Almost in slow motion a father came at him and Ed plunged the sword into his belly. The flesh sucked at the blade, holding it hard, and as Ed tried to pull it free the father fell sideways and twisted it out of his grip.

  Ed didn’t stop; he ran to Bam and got hold of an attacking mother by the hair. He wrenched her head back so hard he felt something snap and carried on, kicking, gouging, snarling at the sickos, prising them loose one by one and tossing them aside. At last Bam was up, scratched and bloody but all right. Encouraged by Ed’s efforts he was off again, charging the sickos and crunching into them.

  Ed heard a gun shot. Jack was fending off another attack. The sickos had evidently singled him out as being the easiest target. Ed ran over just as a fat young mother got to him. He took her by the face, digging his fingers in. Her skin was thick with boils, and blood and pus ran down her neck as she twisted and writhed and thrashed about.

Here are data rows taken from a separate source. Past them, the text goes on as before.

/// Length of a well-formed `&#...;` reference at the start of `bytes`.
fn scan_char_reference(bytes: &[u8]) -> Option<usize> {
    if !bytes.starts_with(b"&#") {
        return None;
    }
    let (digits_start, is_hex) = match bytes.get(2) {
        Some(b'x') | Some(b'X') => (3, true),
        _ => (2, false),
    };
    let max_digits = if is_hex { MAX_HEX_DIGITS } else { MAX_DEC_DIGITS };
    let mut j = digits_start;
    while j < bytes.len() && j - digits_start <= max_digits {
        let b = bytes[j];
        if b == b';' {
            return (j > digits_start).then_some(j + 1);
        }
        let ok = if is_hex {
            b.is_ascii_hexdigit()
        } else {
            b.is_ascii_digit()
        };
        if !ok {
            return None;
        }
        j += 1;
    }
    None
}

/// Length of a well-formed `&name;` reference at the start of `bytes`.
fn scan_entity_reference(bytes: &[u8]) -> Option<usize> {
    if bytes.len() < 3 || !bytes[1].is_ascii_alphabetic() {
        return None;
    }
    let mut j = 2;
    while j < bytes.len() && j <= MAX_ENTITY_NAME {
        match bytes[j] {
            b';' => return Some(j + 1),
            b if b.is_ascii_alphanumeric() => j += 1,
            _ => return None,
        }
    }
    None
}

/// Offset of `</name` (ASCII case-insensitive) followed by optional ASCII
/// whitespace and `>`.
fn find_raw_text_close_tag(haystack: &str, name: &[u8]) -> Option<usize> {
    let bytes = haystack.as_bytes();
    let len = bytes.len();
    let n = name.len() + 2;
    let mut i = 0;
    while i + n <= len {
        // `<` cannot appear in UTF-8 continuation bytes.
        let rel = memchr::memchr(b'<', &bytes[i..])?;
        i += rel;
        if i + n > len {
            return None;
        }
        if bytes[i + 1] == b'/' && bytes[i + 2..i + n].eq_ignore_ascii_case(name) {
            let mut k = i + n;
            while k < len && bytes[k].is_ascii_whitespace() {
                k += 1;
            }
            if k < len && bytes[k] == b'>' {
                return Some(i);
            }
        }
        i += 1;
    }
    None
}
#![no_main]

use libfuzzer_sys::fuzz_target;

fuzz_target!(|data: &[u8]| {
    let Ok(source) = std::str::from_utf8(data) else {
        return;
    };
    let tree = html::parse_xhtml(source).expect("engine invariants hold on any input");
    assert_eq!(tree.text(), source, "tree must reproduce its input");
    let lexer = html::LexerConfig {
        raw_text_elements: Vec::new(),
        ..html::LexerConfig::default()
    };
    assert_eq!(tree.tokens(), html::tokenize(source, &lexer).as_slice());
});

  Jack shot at a father who was getting too close and Ed threw the mother hard against the van, knocking the fight out of her. Then he went back for the sword and at last managed to wrench it out of the dead father.

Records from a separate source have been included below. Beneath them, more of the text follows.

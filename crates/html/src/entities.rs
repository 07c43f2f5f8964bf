//! Entity and character reference decoding.
//!
//! Contract:
//! - Named references decode only for the names in [`NAMED_REFERENCES`], and only
//!   when `;`-terminated.
//! - Numeric references decode when well-formed, `;`-terminated and naming a valid
//!   Unicode scalar value. `&#0;` and surrogates are left unchanged.
//! - Anything else passes through verbatim, so decoding never loses input.
//!
//! This is not an HTML5-complete table; unknown names stay as written.

use std::borrow::Cow;

const MAX_HEX_DIGITS: usize = 6; // 0x10FFFF
const MAX_DEC_DIGITS: usize = 7; // 1114111
const MAX_NAME_LEN: usize = 32;

/// Named references understood by the decoder, sorted by name.
pub const NAMED_REFERENCES: &[(&str, char)] = &[
    ("amp", '&'),
    ("apos", '\''),
    ("bull", '\u{2022}'),
    ("cent", '\u{00A2}'),
    ("copy", '\u{00A9}'),
    ("deg", '\u{00B0}'),
    ("divide", '\u{00F7}'),
    ("euro", '\u{20AC}'),
    ("gt", '>'),
    ("hellip", '\u{2026}'),
    ("laquo", '\u{00AB}'),
    ("ldquo", '\u{201C}'),
    ("lsquo", '\u{2018}'),
    ("lt", '<'),
    ("mdash", '\u{2014}'),
    ("middot", '\u{00B7}'),
    ("nbsp", '\u{00A0}'),
    ("ndash", '\u{2013}'),
    ("para", '\u{00B6}'),
    ("pound", '\u{00A3}'),
    ("quot", '"'),
    ("raquo", '\u{00BB}'),
    ("rdquo", '\u{201D}'),
    ("reg", '\u{00AE}'),
    ("rsquo", '\u{2019}'),
    ("sect", '\u{00A7}'),
    ("shy", '\u{00AD}'),
    ("times", '\u{00D7}'),
    ("trade", '\u{2122}'),
    ("yen", '\u{00A5}'),
];

/// Decode one complete reference such as `&amp;`, `&#60;` or `&#x3C;`.
pub fn decode_reference(reference: &str) -> Option<char> {
    let body = reference.strip_prefix('&')?.strip_suffix(';')?;
    if let Some(numeric) = body.strip_prefix('#') {
        let (digits, radix, max) = match numeric.strip_prefix(['x', 'X']) {
            Some(hex) => (hex, 16, MAX_HEX_DIGITS),
            None => (numeric, 10, MAX_DEC_DIGITS),
        };
        if digits.is_empty()
            || digits.len() > max
            || !digits.bytes().all(|b| b.is_ascii_hexdigit())
        {
            return None;
        }
        return u32::from_str_radix(digits, radix)
            .ok()
            .filter(|&scalar| scalar != 0)
            .and_then(char::from_u32);
    }
    NAMED_REFERENCES
        .binary_search_by(|(name, _)| (*name).cmp(body))
        .ok()
        .map(|index| NAMED_REFERENCES[index].1)
}

/// Decode every well-formed reference in `s`, leaving everything else unchanged.
pub fn decode_entities(s: &str) -> Cow<'_, str> {
    let bytes = s.as_bytes();
    let Some(first) = memchr::memchr(b'&', bytes) else {
        return Cow::Borrowed(s);
    };
    let mut out = String::with_capacity(s.len());
    out.push_str(&s[..first]);
    let mut i = first;
    while i < bytes.len() {
        if bytes[i] != b'&' {
            let next = memchr::memchr(b'&', &bytes[i..]).map_or(bytes.len(), |rel| i + rel);
            out.push_str(&s[i..next]);
            i = next;
            continue;
        }
        // Bounded scan for the terminator keeps adversarial input linear.
        let window_end = bytes.len().min(i + MAX_NAME_LEN + 3);
        let decoded = memchr::memchr(b';', &bytes[i..window_end])
            .and_then(|rel| decode_reference(&s[i..=i + rel]).map(|ch| (ch, i + rel + 1)));
        match decoded {
            Some((ch, end)) => {
                out.push(ch);
                i = end;
            }
            None => {
                out.push('&');
                i += 1;
            }
        }
    }
    Cow::Owned(out)
}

  He turned, sword raised …

  But it was all over.

  There were only three sickos left now. Two big fathers and a teenager. They looked at the carnage and had enough sense to get away. As they hobbled off, Jack rolled out from behind the van and fired off another three shots, taking down the teenager.

  Bam stood there, jeering at the fathers as they scarpered. He was exhausted, his clothes torn and spotted with blood, but there was a look of crazy joy on his face.

  ‘Yeah, you useless buggers!’ he yelled. ‘Get lost! You can’t take us! We owned you. We’re kings of the streets!’

  Ed whooped and grinned at Bam who went into a Maori war dance.

  ‘That was easy,’ said Ed, drunk with happiness and relief.

  Bam stopped dancing and rested his hands on his knees, laughing too much to carry on.

  ‘Come and help me with Jack,’ said Ed.

  ‘OK.’ Bam straightened up and as he did so another father stepped out from behind the hedge of somebody’s front garden. Ed saw a flash as he swung his arm at the back of Bam’s head.

  Bam grunted and fell face down on the pavement with a horrible thud.

  It was Greg.

  He held a bloody meat cleaver in one hand and a large bundle under his arm. There were blisters on his face and his mouth was ringed with scarlet. There was a look of unthinking madness in his eyes.

  He took a step towards Ed.

  ‘Get out of the way!’ Jack yelled, and Ed instinctively ducked to one side.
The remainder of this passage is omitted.